● INPUT DATA
//! Fill construction: flat color fills and conic wedge gradients.

use crate::color::Color;
use serde::{Deserialize, Serialize};

/// One stop in a gradient ramp. `offset` is the fraction of a full
/// revolution in [0.0, 1.0].
#[derive(Debug, Clone, Copy, PartialEq, Serialize, Deserialize)]
pub struct GradientStop {
    /// Position of the stop along the ramp.
    pub offset: f32,
    /// Color carried at this stop.
    pub color: Color,
}

impl GradientStop {
    /// Create a stop, clamping the offset to [0.0, 1.0].
    #[must_use]
    pub fn new(offset: f32, color: Color) -> Self {
        Self {
            offset: offset.clamp(0.0, 1.0),
            color,
        }
    }
}

/// A layer's computed fill, ready to hand to the render boundary.
#[derive(Debug, Clone, PartialEq, Serialize, Deserialize)]
pub enum Fill {
    /// Single color composited at the layer opacity.
    Solid(Color),
    /// Conic gradient centered on the polygon center, one wedge per axis.
    Conic {
        /// Stops spanning the full revolution, first at 0.0, last at 1.0.
        stops: Vec<GradientStop>,
    },
}

impl Fill {
    /// Flat fill: the base color at the given opacity.
    #[must_use]
    pub fn flat(color: Color, alpha: f32) -> Self {
        Self::Solid(color.with_alpha(alpha))
    }

    /// Wedge fill: a conic ramp where each axis's angular position carries
    /// that axis's color, blending smoothly into the next wedge. The ramp
    /// wraps, closing back on the first axis's color at offset 1.0.
    #[must_use]
    pub fn wedge(axis_colors: &[Color], alpha: f32) -> Self {
        Self::Conic {
            stops: wedge_stops(axis_colors, alpha),
        }
    }
}

/// Build the conic stop list for a set of axis colors.
///
/// Produces N+1 stops: one per axis at fraction `i/N`, plus a closing stop
/// at fraction 1.0 repeating the first axis's color so the revolution has
/// no gap. Works for any non-empty color slice, duplicates included.
#[must_use]
pub fn wedge_stops(axis_colors: &[Color], alpha: f32) -> Vec<GradientStop> {
    if axis_colors.is_empty() {
        return vec![
            GradientStop::new(0.0, Color::WHITE.with_alpha(alpha)),
            GradientStop::new(1.0, Color::WHITE.with_alpha(alpha)),
        ];
    }

    let n = axis_colors.len();
    let mut stops: Vec<GradientStop> = axis_colors
        .iter()
        .enumerate()
        .map(|(i, c)| GradientStop::new(i as f32 / n as f32, c.with_alpha(alpha)))
        .collect();
    stops.push(GradientStop::new(1.0, axis_colors[0].with_alpha(alpha)));
    stops
}

/// A sampleable gradient over an ordered stop list.
///
/// Backends that cannot draw conic ramps natively rasterize them by
/// sampling; tests use it to check blend behavior at wedge boundaries.
#[derive(Debug, Clone, PartialEq, Serialize, Deserialize)]
pub struct Gradient {
    stops: Vec<GradientStop>,
}

impl Gradient {
    /// Create from a stop list. Stops are sorted by offset.
    #[must_use]
    pub fn from_stops(mut stops: Vec<GradientStop>) -> Self {
        stops.sort_by(|a, b| {
            a.offset
                .partial_cmp(&b.offset)
                .unwrap_or(std::cmp::Ordering::Equal)
        });
        Self { stops }
    }

    /// The stop list, sorted by offset.
    #[must_use]
    pub fn stops(&self) -> &[GradientStop] {
        &self.stops
    }

    /// Sample the gradient at position t (0.0 - 1.0).
    #[must_use]
    pub fn sample(&self, t: f32) -> Color {
        let t = t.clamp(0.0, 1.0);

        if self.stops.is_empty() {
            return Color::WHITE;
        }
        if self.stops.len() == 1 {
            return self.stops[0].color;
        }

        // Find the segment containing t
        for pair in self.stops.windows(2) {
            let (a, b) = (pair[0], pair[1]);
            if t >= a.offset && t <= b.offset {
                let span = b.offset - a.offset;
                if span.abs() < 1e-6 {
                    return a.color;
                }
                return a.color.mix(&b.color, (t - a.offset) / span);
            }
        }

        // t past the last stop
        self.stops[self.stops.len() - 1].color
    }
}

● WHAT THIS TASK INVOLVES
Which lines in the data above contain "pair"? Show each one.

● RESPONSE BOX
        for pair in self.stops.windows(2) {
            let (a, b) = (pair[0], pair[1]);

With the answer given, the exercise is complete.